Four machine learning models were created using data from patients ≥ 18 years with a newly inserted PIVC during intensive care unit admission. Models were developed and validated using a 7:3 split. Random survival forest (RSF) was used to create predictive models for time-to-event outcomes. Logistic regression with least absolute reduction and selection operator (LASSO), random forest (RF), and gradient boosting decision tree were used to develop predictive models that treat outcome as a binary variable. Cox proportional hazards (COX) and logistic regression (LR) were used as comparators for time-to-event and binary outcomes, respectively.
The final cohort had 3429 PIVCs, which were divided into the development cohort (2400 PIVCs) and validation cohort (1029 PIVCs). The c-statistic (95% confidence interval) of the models in the validation cohort for discrimination were as follows: RSF, 0.689 (0.627-0.750); LASSO, 0.664 (0.610-0.717); RF, 0.699 (0.645-0.753); gradient boosting tree, 0.699 (0.647-0.750); COX, 0.516 (0.454-0.578); and LR, 0.633 (0.575-0.691). No significant difference was observed among the c-statistic of the four models for binary outcome. However, RSF had a higher c-statistic than COX. The important predictive factors in RSF included inserted site, catheter material, age, and nicardipine, whereas those in RF included catheter dwell duration, nicardipine, and age.

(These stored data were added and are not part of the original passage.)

//! Chromium driver built on chromiumoxide (Chrome DevTools Protocol).

use std::path::Path;

use async_trait::async_trait;
use chromiumoxide::browser::{Browser, BrowserConfig};
use chromiumoxide::cdp::browser_protocol::emulation::SetDeviceMetricsOverrideParams;
use chromiumoxide::cdp::browser_protocol::network::{
    EventLoadingFailed, EventLoadingFinished, EventRequestWillBeSent,
};
use chromiumoxide::cdp::browser_protocol::page::{CaptureScreenshotFormat, PrintToPdfParams};
use chromiumoxide::error::CdpError;
use chromiumoxide::page::ScreenshotParams;
use chromiumoxide::Page;
use futures::stream;
use futures::StreamExt;
use tokio::task::JoinHandle;
use tracing::debug;

use super::driver::{BrowserDriver, BrowserPage, BrowserSession, ImageFormat};
use super::network_idle::{wait_for_network_idle, RequestEvent};
use crate::config::{BrowserLaunchConfig, NetworkIdleConfig};
use crate::pdf::{PdfExportOptions, ResolvedPdf};
use crate::{PrinterError, Result, Viewport};

#[derive(Debug, Clone, Copy, Default)]
pub struct ChromiumDriver;

fn cdp_error(context: &'static str) -> impl Fn(CdpError) -> PrinterError {
    move |err| PrinterError::browser(format!("{context}: {err}"))
}

fn browser_config(config: &BrowserLaunchConfig) -> Result<BrowserConfig> {
    let mut builder = BrowserConfig::builder()
        .no_sandbox()
        .request_timeout(config.request_timeout)
        .args(config.launch_args());
    if !config.headless {
        builder = builder.with_head();
    }
    if let Some(executable) = &config.executable {
        builder = builder.chrome_executable(executable);
    }
    if let Some(dir) = &config.user_data_dir {
        builder = builder.user_data_dir(dir);
    }
    builder.build().map_err(PrinterError::Launch)
}

#[async_trait]
impl BrowserDriver for ChromiumDriver {
    async fn launch(&self, config: &BrowserLaunchConfig) -> Result<Box<dyn BrowserSession>> {
        let (browser, mut handler) = Browser::launch(browser_config(config)?)
            .await
            .map_err(|e| PrinterError::Launch(e.to_string()))?;

        let handler_task = tokio::spawn(async move {
            while let Some(event) = handler.next().await {
                if let Err(err) = event {
                    debug!(error = %err, "browser handler error");
                }
            }
        });

        Ok(Box::new(ChromiumSession {
            browser,
            handler_task,
            closed: false,
        }))
    }
}

/// A running Chromium process. Dropping it without `close` kills the process.
pub struct ChromiumSession {
    browser: Browser,
    handler_task: JoinHandle<()>,
    closed: bool,
}

#[async_trait]
impl BrowserSession for ChromiumSession {
    async fn new_page(&mut self) -> Result<Box<dyn BrowserPage>> {
        let page = self
            .browser
            .new_page("about:blank")
            .await
            .map_err(cdp_error("failed to open page"))?;
        Ok(Box::new(ChromiumPage { page }))
    }

    async fn close(&mut self) -> Result<()> {
        if self.closed {
            return Ok(());
        }
        self.closed = true;

        let closed = shutdown(&mut self.browser).await;
        self.handler_task.abort();
        closed
    }
}

/// The steps of tearing a browser process down.
#[async_trait]
trait BrowserProcess: Send {
    /// Asks the browser to exit over CDP.
    async fn close(&mut self) -> Result<()>;
    async fn kill(&mut self);
    /// Reaps the exited process.
    async fn wait(&mut self);
}

#[async_trait]
impl BrowserProcess for Browser {
    async fn close(&mut self) -> Result<()> {
        Browser::close(self)
            .await
            .map(|_| ())
            .map_err(cdp_error("failed to close browser"))
    }

    async fn kill(&mut self) {
        if let Some(Err(err)) = Browser::kill(self).await {
            debug!(error = %err, "failed to kill browser process");
        }
    }

    async fn wait(&mut self) {
        if let Err(err) = Browser::wait(self).await {
            debug!(error = %err, "failed to reap browser process");
        }
    }
}

/// Closes gracefully, killing the process first when the CDP close fails so
/// the final `wait` cannot hang on a browser that is still running.
async fn shutdown<P: BrowserProcess + ?Sized>(process: &mut P) -> Result<()> {
    let closed = process.close().await;
    if let Err(err) = &closed {
        debug!(error = %err, "graceful close failed, killing browser process");
        process.kill().await;
    }
    process.wait().await;
    closed
}

impl Drop for ChromiumSession {
    fn drop(&mut self) {
        self.handler_task.abort();
    }
}

pub struct ChromiumPage {
    page: Page,
}

#[async_trait]
impl BrowserPage for ChromiumPage {
    async fn goto(&mut self, url: &str, idle: &NetworkIdleConfig) -> Result<()> {
        // Subscribe before navigating so the first requests are seen.
        let sent = self
            .page
            .event_listener::<EventRequestWillBeSent>()
            .await
            .map_err(cdp_error("failed to watch requests"))?
            .map(|e| RequestEvent::Sent(e.request_id.inner().clone()));
        let finished = self
            .page
            .event_listener::<EventLoadingFinished>()
            .await
            .map_err(cdp_error("failed to watch requests"))?
            .map(|e| RequestEvent::Finished(e.request_id.inner().clone()));
        let failed = self
            .page
            .event_listener::<EventLoadingFailed>()
            .await
            .map_err(cdp_error("failed to watch requests"))?
            .map(|e| RequestEvent::Finished(e.request_id.inner().clone()));

        self.page
            .goto(url)
            .await
            .map_err(cdp_error("navigation failed"))?;

        let events = stream::select(sent, stream::select(finished, failed));
        wait_for_network_idle(events, idle.window).await;
        Ok(())
    }

    async fn pdf(&mut self, options: &PdfExportOptions, path: &Path) -> Result<()> {
        let params = print_params(&options.resolve()?);
        let bytes = self
            .page
            .pdf(params)
            .await
            .map_err(cdp_error("PDF export failed"))?;
        tokio::fs::write(path, bytes).await?;
        Ok(())
    }

    async fn set_viewport(&mut self, viewport: Viewport) -> Result<()> {
        let params = SetDeviceMetricsOverrideParams::new(
            i64::from(viewport.width),
            i64::from(viewport.height),
            1.0,
            false,
        );
        self.page
            .execute(params)
            .await
            .map_err(cdp_error("failed to set viewport"))?;
        Ok(())
    }

    async fn screenshot(&mut self, format: ImageFormat, path: &Path) -> Result<()> {
        let format = match format {
            ImageFormat::Png => CaptureScreenshotFormat::Png,
            ImageFormat::Jpeg => CaptureScreenshotFormat::Jpeg,
        };
        let params = ScreenshotParams::builder()
            .format(format)
            .full_page(true)
            .build();
        let bytes = self
            .page
            .screenshot(params)
            .await
            .map_err(cdp_error("screenshot failed"))?;
        tokio::fs::write(path, bytes).await?;
        Ok(())
    }
}

fn print_params(pdf: &ResolvedPdf) -> PrintToPdfParams {
    let mut builder = PrintToPdfParams::builder()
        .landscape(pdf.landscape)
        .display_header_footer(pdf.display_header_footer)
        .print_background(pdf.print_background)
        .scale(pdf.scale)
        .paper_width(pdf.paper_width)
        .paper_height(pdf.paper_height)
        .margin_top(pdf.margin_top)
        .margin_bottom(pdf.margin_bottom)
        .margin_left(pdf.margin_left)
        .margin_right(pdf.margin_right)
        .prefer_css_page_size(pdf.prefer_css_page_size);
    if let Some(header) = &pdf.header_template {
        builder = builder.header_template(header.clone());
    }
    if let Some(footer) = &pdf.footer_template {
        builder = builder.footer_template(footer.clone());
    }
    if let Some(ranges) = &pdf.page_ranges {
        builder = builder.page_ranges(ranges.clone());
    }
    builder.build()
}

#[cfg(test)]
mod tests {
    use super::*;
    use std::path::PathBuf;

    #[derive(Default)]
    struct RecordingProcess {
        close_fails: bool,
        steps: Vec<&'static str>,
    }

    #[async_trait]
    impl BrowserProcess for RecordingProcess {
        async fn close(&mut self) -> Result<()> {
            self.steps.push("close");
            if self.close_fails {
                return Err(PrinterError::browser("failed to close browser: channel closed"));
            }
            Ok(())
        }

        async fn kill(&mut self) {
            self.steps.push("kill");
        }

        async fn wait(&mut self) {
            self.steps.push("wait");
        }
    }

    #[tokio::test]
    async fn shutdown_reaps_after_graceful_close() {
        let mut process = RecordingProcess::default();
        shutdown(&mut process).await.unwrap();
        assert_eq!(process.steps, vec!["close", "wait"]);
    }

    #[tokio::test]
    async fn shutdown_kills_before_reaping_when_close_fails() {
        let mut process = RecordingProcess {
            close_fails: true,
            ..RecordingProcess::default()
        };
        let err = shutdown(&mut process).await.unwrap_err();
        assert!(err.to_string().contains("channel closed"));
        assert_eq!(process.steps, vec!["close", "kill", "wait"]);
    }

    #[test]
    fn print_params_carry_resolved_values() {
        let resolved = PdfExportOptions::negotiate(&crate::RenderOptions::new())
            .unwrap()
            .resolve()
            .unwrap();
        let params = print_params(&resolved);
        assert_eq!(params.paper_width, Some(8.5));
        assert_eq!(params.paper_height, Some(11.0));
        assert_eq!(params.scale, Some(1.0));
        assert_eq!(params.print_background, Some(true));
        assert!(params.header_template.is_none());
        assert!(params.page_ranges.is_none());
    }

    #[tokio::test]
    async fn launch_fails_for_missing_binary() {
        let config = BrowserLaunchConfig {
            executable: Some(PathBuf::from("/definitely/not/chromium")),
            ..BrowserLaunchConfig::default()
        };
        let result = ChromiumDriver.launch(&config).await;
        assert!(matches!(result, Err(PrinterError::Launch(_))));
    }
}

The RSF model for the survival time analysis of phlebitis occurrence showed relatively high prediction performance compared with the COX model. No significant differences in prediction performance were observed among the models with phlebitis occurrence as the binary outcome.

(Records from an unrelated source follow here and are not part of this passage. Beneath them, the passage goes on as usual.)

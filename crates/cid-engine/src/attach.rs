//! Attaching distributions and materializing placeholder/functional ones.

use cid_core::errors::{CidResult, DistributionError};
use cid_core::SolverEvent;
use cid_cpd::Distribution;

use crate::model::CausalInfluenceDiagram;
use crate::observability::events;

impl CausalInfluenceDiagram {
    /// Attach distributions, replacing any existing one per node (last write wins).
    ///
    /// The whole batch is scope-checked before anything is attached. Afterwards every
    /// placeholder and functional distribution is rematerialized in topological order;
    /// those whose parents are not yet known stay pending. On error the model is unchanged.
    pub fn add_distributions<I>(&mut self, distributions: I) -> CidResult<()>
    where
        I: IntoIterator,
        I::Item: Into<Distribution>,
    {
        let replaced = self.attach(distributions.into_iter().map(Into::into).collect())?;
        for variable in replaced {
            self.emit(SolverEvent::DistributionReplaced { variable });
        }
        Ok(())
    }

    /// Swap in a distribution the model itself derived (policy imputation). Silent.
    pub(crate) fn install(&mut self, distribution: Distribution) -> CidResult<()> {
        self.attach(vec![distribution]).map(|_| ())
    }

    fn attach(&mut self, distributions: Vec<Distribution>) -> CidResult<Vec<String>> {
        for dist in &distributions {
            let missing: Vec<String> = dist
                .scope()
                .into_iter()
                .filter(|v| !self.graph.contains(v))
                .collect();
            if !missing.is_empty() {
                return Err(DistributionError::Scope {
                    variable: dist.variable().to_string(),
                    missing,
                }
                .into());
            }
        }

        let previous = self.distributions.clone();
        let mut replaced = Vec::new();
        for dist in distributions {
            let variable = dist.variable().to_string();
            events::distribution_attached(&variable, dist.kind().as_str());
            if self.distributions.insert(variable.clone(), dist).is_some() {
                replaced.push(variable);
            }
        }

        if let Err(err) = self.materialize_pending() {
            self.distributions = previous;
            return Err(err);
        }
        Ok(replaced)
    }

    /// Materialize every placeholder and functional distribution, parents first.
    pub(crate) fn materialize_pending(&mut self) -> CidResult<()> {
        for node in self.graph.topological_order() {
            let pending = self
                .distributions
                .get(&node)
                .is_some_and(Distribution::is_materializable);
            if !pending {
                continue;
            }
            let Some(mut dist) = self.distributions.remove(&node) else {
                continue;
            };
            let result = dist.materialize(&*self);
            self.distributions.insert(node.clone(), dist);
            if !result? {
                events::materialization_deferred(&node);
            }
        }
        Ok(())
    }
}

早期准确识别外周血管内导管(PIVC)相关静脉炎的高危患者对于预防医疗器械相关并发症至关重要。
本研究旨在开发并验证一种基于机器学习的模型,用于预测重症患者中PIVC相关静脉炎的发生率。
使用重症监护病房入院期间新插入PIVC的18岁及以上患者的数据创建了四种机器学习模型。模型采用7:3分割进行开发和验证。随机生存森林(RSF)用于创建事件发生时间结局的预测模型。使用带有最小绝对收缩和选择算子(LASSO)的逻辑回归、随机森林(RF)和梯度提升决策树来开发将结局视为二元变量的预测模型。分别使用Cox比例风险(COX)和逻辑回归(LR)作为事件发生时间和二元结局的比较器。
最终队列有3429根PIVC,分为开发队列(2400根PIVC)和验证队列(1029根PIVC)。验证队列中模型用于区分的c统计量(95%置信区间)如下:RSF为0.689(0.627 - 0.750);LASSO为0.664(0.610 - 0.717);RF为0.699(0.645 - 0.753);梯度提升树为0.699(0.647 - 0.750);COX为0.516(0.454 - 0.578);LR为0.633(0.575 - 0.691)。对于二元结局,四个模型的c统计量之间未观察到显著差异。然而,RSF的c统计量高于COX。RSF中的重要预测因素包括插入部位、导管材料、年龄和尼卡地平,而RF中的重要预测因素包括导管留置时间、尼卡地平年龄。
与COX模型相比,用于静脉炎发生生存时间分析的RSF模型显示出相对较高的预测性能。以静脉炎发生作为二元结局的模型之间在预测性能上未观察到显著差异。